[Collected data]
------------------------------

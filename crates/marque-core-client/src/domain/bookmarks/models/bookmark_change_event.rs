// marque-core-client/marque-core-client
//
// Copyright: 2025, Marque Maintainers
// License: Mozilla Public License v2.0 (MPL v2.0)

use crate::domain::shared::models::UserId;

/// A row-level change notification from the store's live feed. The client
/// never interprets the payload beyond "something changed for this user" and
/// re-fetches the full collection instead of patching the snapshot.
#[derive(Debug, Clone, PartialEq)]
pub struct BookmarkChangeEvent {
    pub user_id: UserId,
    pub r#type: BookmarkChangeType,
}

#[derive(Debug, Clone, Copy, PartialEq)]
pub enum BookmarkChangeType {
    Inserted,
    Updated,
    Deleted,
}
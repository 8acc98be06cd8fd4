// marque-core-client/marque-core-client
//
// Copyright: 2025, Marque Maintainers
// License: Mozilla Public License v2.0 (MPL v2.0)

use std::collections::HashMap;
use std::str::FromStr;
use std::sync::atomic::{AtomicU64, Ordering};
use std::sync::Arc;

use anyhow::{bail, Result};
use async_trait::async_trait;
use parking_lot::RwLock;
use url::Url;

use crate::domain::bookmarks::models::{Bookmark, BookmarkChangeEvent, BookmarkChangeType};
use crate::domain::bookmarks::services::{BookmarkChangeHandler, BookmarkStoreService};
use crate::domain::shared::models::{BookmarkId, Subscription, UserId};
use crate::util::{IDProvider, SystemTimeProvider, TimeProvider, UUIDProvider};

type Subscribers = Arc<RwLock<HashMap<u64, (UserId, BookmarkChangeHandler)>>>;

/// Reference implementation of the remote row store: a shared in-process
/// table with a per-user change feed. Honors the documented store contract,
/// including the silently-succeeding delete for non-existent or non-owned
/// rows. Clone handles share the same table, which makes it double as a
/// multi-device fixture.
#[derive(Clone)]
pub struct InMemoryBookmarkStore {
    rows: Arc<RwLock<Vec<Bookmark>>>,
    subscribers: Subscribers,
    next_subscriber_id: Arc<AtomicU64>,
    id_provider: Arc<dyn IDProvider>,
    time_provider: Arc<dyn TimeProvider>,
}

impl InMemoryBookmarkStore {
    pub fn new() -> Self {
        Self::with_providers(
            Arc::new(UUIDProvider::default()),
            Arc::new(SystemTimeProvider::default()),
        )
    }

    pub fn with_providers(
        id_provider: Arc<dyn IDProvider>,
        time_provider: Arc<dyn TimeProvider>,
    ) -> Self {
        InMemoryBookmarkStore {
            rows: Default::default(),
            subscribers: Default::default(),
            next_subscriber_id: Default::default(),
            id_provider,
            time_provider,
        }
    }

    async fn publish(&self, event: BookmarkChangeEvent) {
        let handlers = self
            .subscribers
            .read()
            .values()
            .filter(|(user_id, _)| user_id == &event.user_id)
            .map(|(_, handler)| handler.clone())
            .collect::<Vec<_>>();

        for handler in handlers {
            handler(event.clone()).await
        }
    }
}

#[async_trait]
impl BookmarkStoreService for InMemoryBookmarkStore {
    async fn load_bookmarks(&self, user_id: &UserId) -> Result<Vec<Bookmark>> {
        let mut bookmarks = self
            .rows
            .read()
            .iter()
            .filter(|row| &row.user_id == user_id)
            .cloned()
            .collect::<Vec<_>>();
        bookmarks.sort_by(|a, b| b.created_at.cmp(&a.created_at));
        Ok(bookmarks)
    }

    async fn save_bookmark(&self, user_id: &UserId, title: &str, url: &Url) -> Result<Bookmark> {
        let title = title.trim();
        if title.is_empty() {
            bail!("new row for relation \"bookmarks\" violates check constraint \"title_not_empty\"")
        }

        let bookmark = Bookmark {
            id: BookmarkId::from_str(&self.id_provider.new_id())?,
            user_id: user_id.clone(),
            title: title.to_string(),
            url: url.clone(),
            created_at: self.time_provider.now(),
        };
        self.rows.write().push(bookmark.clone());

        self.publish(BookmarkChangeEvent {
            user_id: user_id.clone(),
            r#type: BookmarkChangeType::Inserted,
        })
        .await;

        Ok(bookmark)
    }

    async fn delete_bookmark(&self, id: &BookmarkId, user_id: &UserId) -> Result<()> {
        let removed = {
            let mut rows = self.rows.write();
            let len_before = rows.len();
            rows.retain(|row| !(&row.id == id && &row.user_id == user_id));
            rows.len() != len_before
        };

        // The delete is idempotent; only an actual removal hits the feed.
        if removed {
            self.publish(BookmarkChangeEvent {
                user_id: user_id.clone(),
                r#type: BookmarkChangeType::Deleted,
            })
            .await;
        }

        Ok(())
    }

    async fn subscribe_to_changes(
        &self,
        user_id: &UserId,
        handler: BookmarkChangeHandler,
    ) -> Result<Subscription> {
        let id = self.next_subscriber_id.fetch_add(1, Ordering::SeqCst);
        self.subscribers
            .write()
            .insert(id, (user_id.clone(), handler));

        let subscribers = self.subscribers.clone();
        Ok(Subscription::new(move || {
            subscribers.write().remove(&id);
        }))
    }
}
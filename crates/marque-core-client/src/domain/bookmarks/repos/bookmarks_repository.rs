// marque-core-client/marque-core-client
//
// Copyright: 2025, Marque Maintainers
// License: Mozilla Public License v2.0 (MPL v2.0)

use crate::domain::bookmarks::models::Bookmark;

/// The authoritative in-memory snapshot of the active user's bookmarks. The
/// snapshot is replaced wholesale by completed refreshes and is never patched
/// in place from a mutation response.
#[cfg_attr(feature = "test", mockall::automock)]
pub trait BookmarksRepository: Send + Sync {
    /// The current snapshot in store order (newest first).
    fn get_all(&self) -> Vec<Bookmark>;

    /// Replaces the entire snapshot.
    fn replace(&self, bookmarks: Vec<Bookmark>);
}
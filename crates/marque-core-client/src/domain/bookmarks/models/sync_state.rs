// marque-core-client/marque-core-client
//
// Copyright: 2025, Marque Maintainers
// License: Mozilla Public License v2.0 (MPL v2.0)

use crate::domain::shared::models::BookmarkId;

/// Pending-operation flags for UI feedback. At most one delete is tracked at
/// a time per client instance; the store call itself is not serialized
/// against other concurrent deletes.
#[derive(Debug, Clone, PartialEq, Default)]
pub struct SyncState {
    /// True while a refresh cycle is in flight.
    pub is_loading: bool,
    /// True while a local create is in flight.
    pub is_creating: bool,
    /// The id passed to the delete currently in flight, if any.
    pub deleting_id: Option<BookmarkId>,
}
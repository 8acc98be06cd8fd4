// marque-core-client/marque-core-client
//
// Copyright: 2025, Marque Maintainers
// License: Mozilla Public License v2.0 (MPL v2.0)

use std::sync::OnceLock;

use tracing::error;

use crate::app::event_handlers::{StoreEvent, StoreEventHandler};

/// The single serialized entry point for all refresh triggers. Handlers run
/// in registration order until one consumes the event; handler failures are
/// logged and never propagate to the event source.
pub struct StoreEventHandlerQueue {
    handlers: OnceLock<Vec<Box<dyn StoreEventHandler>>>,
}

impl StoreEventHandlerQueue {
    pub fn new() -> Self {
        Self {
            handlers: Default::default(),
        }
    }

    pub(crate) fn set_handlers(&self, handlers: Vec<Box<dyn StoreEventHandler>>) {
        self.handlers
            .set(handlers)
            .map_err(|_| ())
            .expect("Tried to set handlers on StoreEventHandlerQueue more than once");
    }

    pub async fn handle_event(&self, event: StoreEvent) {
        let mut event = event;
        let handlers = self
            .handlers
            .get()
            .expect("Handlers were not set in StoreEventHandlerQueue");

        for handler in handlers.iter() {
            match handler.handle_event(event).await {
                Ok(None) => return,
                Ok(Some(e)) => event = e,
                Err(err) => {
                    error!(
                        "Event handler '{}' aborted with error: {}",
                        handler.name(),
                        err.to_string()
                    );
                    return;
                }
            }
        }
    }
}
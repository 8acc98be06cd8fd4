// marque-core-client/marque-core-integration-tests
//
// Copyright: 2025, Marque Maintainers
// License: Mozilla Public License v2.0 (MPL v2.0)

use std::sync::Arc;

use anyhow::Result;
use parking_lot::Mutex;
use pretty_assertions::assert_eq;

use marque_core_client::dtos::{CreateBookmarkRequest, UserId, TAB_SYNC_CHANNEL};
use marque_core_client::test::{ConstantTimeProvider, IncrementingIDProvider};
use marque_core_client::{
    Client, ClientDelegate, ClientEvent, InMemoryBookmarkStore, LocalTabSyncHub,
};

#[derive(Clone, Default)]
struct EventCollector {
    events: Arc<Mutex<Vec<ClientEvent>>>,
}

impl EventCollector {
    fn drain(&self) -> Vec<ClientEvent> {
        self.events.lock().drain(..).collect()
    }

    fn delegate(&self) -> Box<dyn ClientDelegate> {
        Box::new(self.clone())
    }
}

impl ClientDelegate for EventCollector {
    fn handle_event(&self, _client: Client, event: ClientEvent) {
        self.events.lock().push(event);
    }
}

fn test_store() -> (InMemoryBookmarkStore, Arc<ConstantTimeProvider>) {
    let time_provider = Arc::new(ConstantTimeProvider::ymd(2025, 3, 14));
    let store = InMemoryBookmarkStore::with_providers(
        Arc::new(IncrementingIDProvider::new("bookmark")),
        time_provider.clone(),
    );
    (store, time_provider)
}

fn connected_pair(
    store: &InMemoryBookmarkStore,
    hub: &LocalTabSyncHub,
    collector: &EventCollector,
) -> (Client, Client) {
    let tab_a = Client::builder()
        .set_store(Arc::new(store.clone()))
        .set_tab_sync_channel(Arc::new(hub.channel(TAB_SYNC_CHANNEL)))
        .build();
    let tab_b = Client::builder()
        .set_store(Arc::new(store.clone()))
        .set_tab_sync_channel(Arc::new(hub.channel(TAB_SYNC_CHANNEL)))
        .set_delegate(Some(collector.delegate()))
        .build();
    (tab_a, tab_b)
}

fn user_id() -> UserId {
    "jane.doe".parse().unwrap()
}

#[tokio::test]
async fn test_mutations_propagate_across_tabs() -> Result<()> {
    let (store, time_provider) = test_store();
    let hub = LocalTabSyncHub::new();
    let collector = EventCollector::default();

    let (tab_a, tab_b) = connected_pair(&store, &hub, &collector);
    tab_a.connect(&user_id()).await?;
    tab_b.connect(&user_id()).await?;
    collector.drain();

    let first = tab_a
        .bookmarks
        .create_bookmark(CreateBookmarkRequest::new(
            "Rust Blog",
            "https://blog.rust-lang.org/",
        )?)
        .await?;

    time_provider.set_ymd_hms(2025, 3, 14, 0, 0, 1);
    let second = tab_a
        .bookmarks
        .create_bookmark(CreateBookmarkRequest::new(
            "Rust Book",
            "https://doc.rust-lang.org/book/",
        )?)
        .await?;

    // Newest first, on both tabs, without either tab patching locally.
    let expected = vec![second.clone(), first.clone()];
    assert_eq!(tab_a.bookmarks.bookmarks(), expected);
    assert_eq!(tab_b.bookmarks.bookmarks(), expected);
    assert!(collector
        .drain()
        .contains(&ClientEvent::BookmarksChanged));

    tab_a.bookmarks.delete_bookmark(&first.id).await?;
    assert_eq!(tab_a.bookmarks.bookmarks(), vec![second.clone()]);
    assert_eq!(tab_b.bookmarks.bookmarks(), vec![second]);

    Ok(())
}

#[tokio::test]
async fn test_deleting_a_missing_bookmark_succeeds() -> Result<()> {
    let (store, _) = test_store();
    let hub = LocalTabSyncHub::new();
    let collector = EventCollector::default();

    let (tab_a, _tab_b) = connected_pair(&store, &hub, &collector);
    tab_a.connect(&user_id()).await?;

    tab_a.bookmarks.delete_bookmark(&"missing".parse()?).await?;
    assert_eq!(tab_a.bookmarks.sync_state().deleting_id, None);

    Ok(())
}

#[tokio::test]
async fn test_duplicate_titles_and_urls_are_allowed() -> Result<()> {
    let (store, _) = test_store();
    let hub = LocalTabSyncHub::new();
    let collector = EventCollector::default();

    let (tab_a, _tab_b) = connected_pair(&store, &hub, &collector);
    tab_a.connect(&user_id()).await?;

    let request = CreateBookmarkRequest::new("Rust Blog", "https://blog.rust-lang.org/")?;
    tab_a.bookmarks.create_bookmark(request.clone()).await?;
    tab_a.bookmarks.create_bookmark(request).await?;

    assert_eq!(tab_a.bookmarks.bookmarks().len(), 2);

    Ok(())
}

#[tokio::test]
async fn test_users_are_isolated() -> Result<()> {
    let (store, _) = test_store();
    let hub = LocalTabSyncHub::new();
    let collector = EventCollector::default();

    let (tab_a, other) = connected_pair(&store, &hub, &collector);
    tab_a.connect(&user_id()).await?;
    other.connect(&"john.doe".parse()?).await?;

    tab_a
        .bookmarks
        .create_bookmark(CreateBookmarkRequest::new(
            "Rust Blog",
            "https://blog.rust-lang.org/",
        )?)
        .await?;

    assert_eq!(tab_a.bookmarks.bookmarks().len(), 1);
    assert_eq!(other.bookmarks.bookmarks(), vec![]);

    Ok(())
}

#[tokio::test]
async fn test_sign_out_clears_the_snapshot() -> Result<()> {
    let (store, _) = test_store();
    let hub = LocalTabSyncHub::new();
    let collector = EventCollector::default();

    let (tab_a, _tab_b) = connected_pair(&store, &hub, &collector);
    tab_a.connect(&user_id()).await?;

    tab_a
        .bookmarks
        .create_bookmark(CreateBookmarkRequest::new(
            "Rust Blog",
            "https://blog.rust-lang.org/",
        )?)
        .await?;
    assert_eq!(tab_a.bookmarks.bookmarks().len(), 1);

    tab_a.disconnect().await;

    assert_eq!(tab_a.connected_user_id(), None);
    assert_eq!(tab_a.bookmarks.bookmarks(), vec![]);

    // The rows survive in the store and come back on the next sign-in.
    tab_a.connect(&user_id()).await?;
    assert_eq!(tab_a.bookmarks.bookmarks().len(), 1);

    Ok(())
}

------------------------------

**WORK INSTRUCTION:**
Restate the data verbatim through the "use crate::domain::shared::models::UserId;" line.

**EXPECTED ANSWER:**
filename crates/marque-core-client/src/domain/bookmarks/models/bookmark_change_event.rs
// marque-core-client/marque-core-client
//
// Copyright: 2025, Marque Maintainers
// License: Mozilla Public License v2.0 (MPL v2.0)

use crate::domain::shared::models::UserId;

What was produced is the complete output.